SM : Si par « marxisme académique », il s’agit d’évoquer le marxisme produit à l’université, alors il faut bien admettre que ce phénomène existe et constitue un problème considérable. Il est évident que la plupart de ceux qui produisent du marxisme – qu’il s’agisse de théorie, d’histoire, d’articles militants, etc. – s’appuient sur l’université. Il y a quelques conséquences à cela. En premier lieu, il y a la tendance à écrire dans un registre académique : un langage technique, difficile d’accès, et souvent déconnecté des mouvements sociaux. Il y a une réelle ambiguïté politique dans ce type de travaux. D’une part, le lien organique entre ces travaux académiques et les mouvements est relativement distendu. De nombreux auteurs prennent des positions politiques qui contredisent totalement les implications de leur travail académique ! D’autre part, dans la mesure où les universitaires sont formés à chercher des concepts à la mode ou à revenir à des schémas dont ils ont hérité – plutôt que de s’adonner à de véritables enquêtes –, ces chercheurs peuvent à la fois disposer d’une bonne « politique » et avoir des effets contraires à leurs intentions.
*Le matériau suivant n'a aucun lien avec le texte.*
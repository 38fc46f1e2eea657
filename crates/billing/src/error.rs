//! Billing error types

use thiserror::Error;

use creditline_shared::SharedError;

/// Billing-specific errors
#[derive(Debug, Error)]
pub enum BillingError {
    #[error("User not found: {0}")]
    UserNotFound(String),

    /// Provider unreachable or timed out. Safe to retry.
    #[error("Billing provider unavailable: {0}")]
    ProviderUnavailable(String),

    #[error("Billing provider returned {status}: {body}")]
    ProviderApi { status: u16, body: String },

    #[error("Invalid provider response: {0}")]
    InvalidResponse(String),

    #[error("Database error: {0}")]
    Database(String),

    #[error("Invalid input: {0}")]
    InvalidInput(String),

    #[error("Webhook user not found for app user ids [{0}]. Link the billing customer id to the user and let the provider redeliver.")]
    WebhookUserNotFound(String),

    #[error("Insufficient credits: balance {balance}, requested {requested}")]
    InsufficientCredits { balance: i32, requested: i32 },

    #[error("Configuration error: {0}")]
    Config(String),

    #[error("Internal error: {0}")]
    Internal(String),
}

impl BillingError {
    /// Whether the caller may retry the same request later
    ///
    /// Provider 5xx and 429 are transient; other provider statuses are permanent.
    pub fn is_retryable(&self) -> bool {
        match self {
            BillingError::ProviderUnavailable(_) => true,
            BillingError::ProviderApi { status, .. } => *status >= 500 || *status == 429,
            BillingError::Database(_) => true,
            _ => false,
        }
    }
}

impl From<sqlx::Error> for BillingError {
    fn from(err: sqlx::Error) -> Self {
        BillingError::Database(err.to_string())
    }
}

impl From<reqwest::Error> for BillingError {
    fn from(err: reqwest::Error) -> Self {
        if err.is_decode() {
            BillingError::InvalidResponse(err.to_string())
        } else {
            BillingError::ProviderUnavailable(err.to_string())
        }
    }
}

impl From<SharedError> for BillingError {
    fn from(err: SharedError) -> Self {
        match err {
            SharedError::Validation(msg) => BillingError::InvalidInput(msg),
            other => BillingError::Internal(other.to_string()),
        }
    }
}

pub type BillingResult<T> = Result<T, BillingError>;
Dès lors, pour résumer, le premier problème du marxisme académique est qu’il est produit dans un langage qui peut se révéler dommageable politiquement. De ce point de vue, je considère que des revues radicales comme Viewpoint peuvent jouer un modeste rôle pour aider à résoudre ce problème. À partir du moment où ces revues ne sont pas seulement destinées à des universitaires, mais à un public bien plus large, elles peuvent pousser les auteurs à réfléchir à leur style d’écriture. En tant qu’éditeurs, nous faisons très attention au langage académique, en invitant les auteurs à revenir sur le sens de leur propos plutôt qu’à plaquer le concept universitaire qui les arrange. C’est évidemment compliqué pour une revue scientifique comme la nôtre, mais comme ça a déjà été précisé, il y a pour nous une différence entre l’écriture académique et scientifique, et nous pensons qu’il n’y a pas de contradiction entre écrire scientifiquement et à l’adresse d’un public plus large.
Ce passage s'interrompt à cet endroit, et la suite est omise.